Background: The ultra-long-acting insulin degludec (Deg) was reported to have more stable glucose lowering effect with lower risk of hypoglycemia. This review aimed to summarize data on efficacy and safety of Deg in patients with T1DM or T2DM using continuous glucose monitoring (CGM). Methods: A systematic literature search of studies on Deg in PubMed, EMBASE and Web of Science was performed for articles published before January 2021. Studies reporting data on the efficacy and safety of Deg in patients with diabetes using CGM were included. Results: Thirteen studies with CGM data in 262 patients with T1DM or T2DM were included. The studies were conducted in Japan (11 studies) and Italy (2 studies). Eleven studies focused on patients with T1D (n=208) and two studies on T2D (n=54). The studies compared Deg with insulin glargine 100U/mL (n=130), insulin glargine 300U/mL (n=100), or insulin detemir (n=32).
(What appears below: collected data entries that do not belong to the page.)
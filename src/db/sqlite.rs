//! SQLite database client implementation.
//!
//! SQLite values are dynamically typed, so every column is read back through
//! the engine's own text conversion.

use super::stream::{format_query_error, RowStream};
use super::{Cursor, DatabaseClient};
use crate::error::{DumpError, Result};
use async_trait::async_trait;
use sqlx::sqlite::{SqliteConnection, SqliteRow};
use sqlx::{Column, Connection, Executor, Row, Statement, ValueRef};
use tracing::debug;

/// SQLite database client.
#[derive(Debug)]
pub struct SqliteClient {
    conn: Option<SqliteConnection>,
}

impl SqliteClient {
    /// Opens a `sqlite:` connection string.
    pub async fn connect(conn_str: &str) -> Result<Self> {
        let conn = SqliteConnection::connect(conn_str)
            .await
            .map_err(|e| DumpError::connection(format!("Cannot open {conn_str}: {e}")))?;

        debug!("Opened SQLite database {}", conn_str);
        Ok(Self { conn: Some(conn) })
    }
}

#[async_trait]
impl DatabaseClient for SqliteClient {
    async fn open_cursor<'a>(&'a mut self, sql: &'a str) -> Result<Box<dyn Cursor + 'a>> {
        let conn = self
            .conn
            .as_mut()
            .ok_or_else(|| DumpError::connection("Connection is already closed"))?;

        let statement = Executor::prepare(&mut *conn, sql)
            .await
            .map_err(|e| DumpError::query(format_query_error(e)))?;
        let columns: Vec<String> = statement
            .columns()
            .iter()
            .map(|col| col.name().to_string())
            .collect();

        let rows = sqlx::query(sql).fetch(conn);
        Ok(Box::new(RowStream::new(columns, rows, row_to_text)))
    }

    async fn close(&mut self) -> Result<()> {
        if let Some(conn) = self.conn.take() {
            conn.close()
                .await
                .map_err(|e| DumpError::connection(format!("Failed to close connection: {e}")))?;
        }
        Ok(())
    }
}

fn row_to_text(row: &SqliteRow) -> Vec<String> {
    (0..row.columns().len())
        .map(|i| value_to_text(row, i))
        .collect()
}

fn value_to_text(row: &SqliteRow, index: usize) -> String {
    match row.try_get_raw(index) {
        Ok(raw) if raw.is_null() => return String::new(),
        Err(_) => return String::new(),
        Ok(_) => {}
    }

    row.try_get_unchecked::<String, _>(index)
        .unwrap_or_else(|e| {
            debug!("Column {} cannot be rendered as text ({}); writing empty cell", index, e);
            String::new()
        })
}
//! Configuration management for db-xl-dump.
//!
//! Handles loading the general configuration file and named connection
//! profiles. Both are YAML by default with camelCase keys; a `.toml` file is
//! parsed as TOML. Files may be named with or without their extension.

use crate::error::{DumpError, Result};
use crate::export::{ConnectionDescriptor, ExportTarget};
use serde::de::DeserializeOwned;
use serde::{Deserialize, Serialize};
use std::ffi::OsString;
use std::path::{Path, PathBuf};

/// Name of the general configuration file looked up when none is given.
pub const DEFAULT_CONFIG_FILE: &str = "config";

/// Output path used when none is given.
pub const DEFAULT_OUTPUT_FILE: &str = "output.xlsx";

/// Extensions tried, in order, when a configuration path does not exist as given.
const CONFIG_EXTENSIONS: &[&str] = &["yaml", "yml", "toml"];

/// General configuration file.
#[derive(Debug, Clone, Default, PartialEq, Eq, Serialize, Deserialize)]
#[serde(rename_all = "camelCase")]
pub struct Config {
    /// Enables debug logging.
    #[serde(default)]
    pub debug_mode: bool,

    /// Directory holding connection profiles.
    #[serde(default)]
    pub connections_dir: Option<PathBuf>,

    /// Name of the connection profile to use.
    #[serde(default)]
    pub connection_config: Option<String>,
}

/// A named connection profile.
#[derive(Debug, Clone, Default, PartialEq, Eq, Serialize, Deserialize)]
#[serde(rename_all = "camelCase")]
pub struct ConnectionProfile {
    /// Pre-built connection string; wins over the discrete fields.
    #[serde(default)]
    pub db_connection_string: Option<String>,

    #[serde(default)]
    pub username: Option<String>,

    #[serde(default)]
    pub password: Option<String>,

    #[serde(default)]
    pub hostname: Option<String>,

    #[serde(default)]
    pub port: Option<u16>,

    #[serde(default)]
    pub service: Option<String>,
}

impl Config {
    /// Loads the general configuration.
    ///
    /// A missing file yields defaults unless `required` is set, in which case
    /// it is an error.
    pub fn load(path: &Path, required: bool) -> Result<Self> {
        match find_config_file(path) {
            Some(found) => load_file(&found),
            None if required => Err(DumpError::config(format!(
                "Config file not found: {}",
                path.display()
            ))),
            None => Ok(Self::default()),
        }
    }

    /// Returns the directory connection profiles are read from.
    pub fn connections_dir(&self) -> PathBuf {
        self.connections_dir
            .clone()
            .unwrap_or_else(|| PathBuf::from("."))
    }
}

impl ConnectionProfile {
    /// Loads the profile `name` from `dir`.
    pub fn load(dir: &Path, name: &str) -> Result<Self> {
        let path = dir.join(name);
        let found = find_config_file(&path).ok_or_else(|| {
            DumpError::config(format!(
                "Connection profile '{}' not found in {}",
                name,
                dir.display()
            ))
        })?;
        load_file(&found)
    }

    /// Copies every field set in this profile onto `descriptor`.
    pub fn apply_to(&self, descriptor: &mut ConnectionDescriptor) {
        if let Some(conn_str) = &self.db_connection_string {
            descriptor.connection_string = conn_str.clone();
        }
        if let Some(username) = &self.username {
            descriptor.username = username.clone();
        }
        if let Some(password) = &self.password {
            descriptor.password = password.clone();
        }
        if let Some(hostname) = &self.hostname {
            descriptor.hostname = hostname.clone();
        }
        if let Some(port) = self.port {
            descriptor.port = port;
        }
        if let Some(service) = &self.service {
            descriptor.service = service.clone();
        }
    }
}

/// Everything a run needs, after merging defaults, files and flags.
#[derive(Debug, Clone, PartialEq)]
pub struct Settings {
    pub debug: bool,
    pub headers: bool,
    pub output: PathBuf,
    pub descriptor: ConnectionDescriptor,
    pub targets: Vec<ExportTarget>,
    /// The general config file that was read, if one was found.
    pub config_file: Option<PathBuf>,
}

impl Default for Settings {
    fn default() -> Self {
        Self {
            debug: false,
            headers: true,
            output: PathBuf::from(DEFAULT_OUTPUT_FILE),
            descriptor: ConnectionDescriptor::default(),
            targets: Vec::new(),
            config_file: None,
        }
    }
}

impl Settings {
    /// Checks that there is a usable connection and something to export.
    pub fn validate(&self) -> Result<()> {
        let mut missing = Vec::new();

        if !self.descriptor.is_usable() {
            missing.push("a database connection (--db, --connection or --username/--hostname)");
        }
        if self.targets.is_empty() {
            missing.push("a table, view or query to export (--export)");
        }

        if missing.is_empty() {
            Ok(())
        } else {
            Err(DumpError::config(format!("Missing {}", missing.join(" and "))))
        }
    }
}

/// Finds a configuration file, trying the path as given and then with each
/// supported extension appended.
pub fn find_config_file(path: &Path) -> Option<PathBuf> {
    if path.is_file() {
        return Some(path.to_path_buf());
    }

    CONFIG_EXTENSIONS
        .iter()
        .map(|ext| {
            let mut name = OsString::from(path.as_os_str());
            name.push(".");
            name.push(ext);
            PathBuf::from(name)
        })
        .find(|candidate| candidate.is_file())
}

/// Reads and parses a configuration file, choosing the format by extension.
fn load_file<T: DeserializeOwned + Default>(path: &Path) -> Result<T> {
    let content = std::fs::read_to_string(path).map_err(|e| {
        DumpError::config(format!("Failed to read {}: {e}", path.display()))
    })?;

    if content.trim().is_empty() {
        return Ok(T::default());
    }

    let is_toml = path.extension().is_some_and(|ext| ext == "toml");
    let parsed = if is_toml {
        toml::from_str(&content).map_err(|e| e.to_string())
    } else {
        serde_yaml::from_str(&content).map_err(|e| e.to_string())
    };

    parsed.map_err(|e| {
        DumpError::config(format!(
            "Configuration error in {}:\n  {}",
            path.display(),
            e
        ))
    })
}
Regarding the study design, six studies were cross-over and seven studies were switching from other basal insulin to Deg. The sample sizes ranged from 7 to 46. The duration of Deg treatment varied between 3 days to 24 weeks. Three studies reported significant improvement of within-day or between-day glycemic variability by Deg, while the other ten studies revealed no difference in glycemic variability. The glucose lowering effect of Deg was comparable to other basal insulin in eleven studies, while two studies found that Deg could further improve glycemic control. Total daily insulin dose reduced in seven studies switching to Deg, while the insulin dose remained unchanged in six studies. In two studies, Deg reduced hypoglycemia when compared with glargine 100U/mL or detemir, which was not observed in other eight studies. However, three studies showed higher percentage time of hypoglycemia with Deg than glargine 300U/mL. Conclusion: Deg leads to similarly effective, stable and safe glycemic control with comparable insulin dose requirement to other basal insulin on the current evidence. Disclosure C. Wang: None. W. Xu: None. X. Yang: None. J. Yan: None. D. Yang: None. B. Yao: None. J. Weng: None. Funding Johnson & Johnson Medical Devices Companies; Novo Nordisk (to J.W.)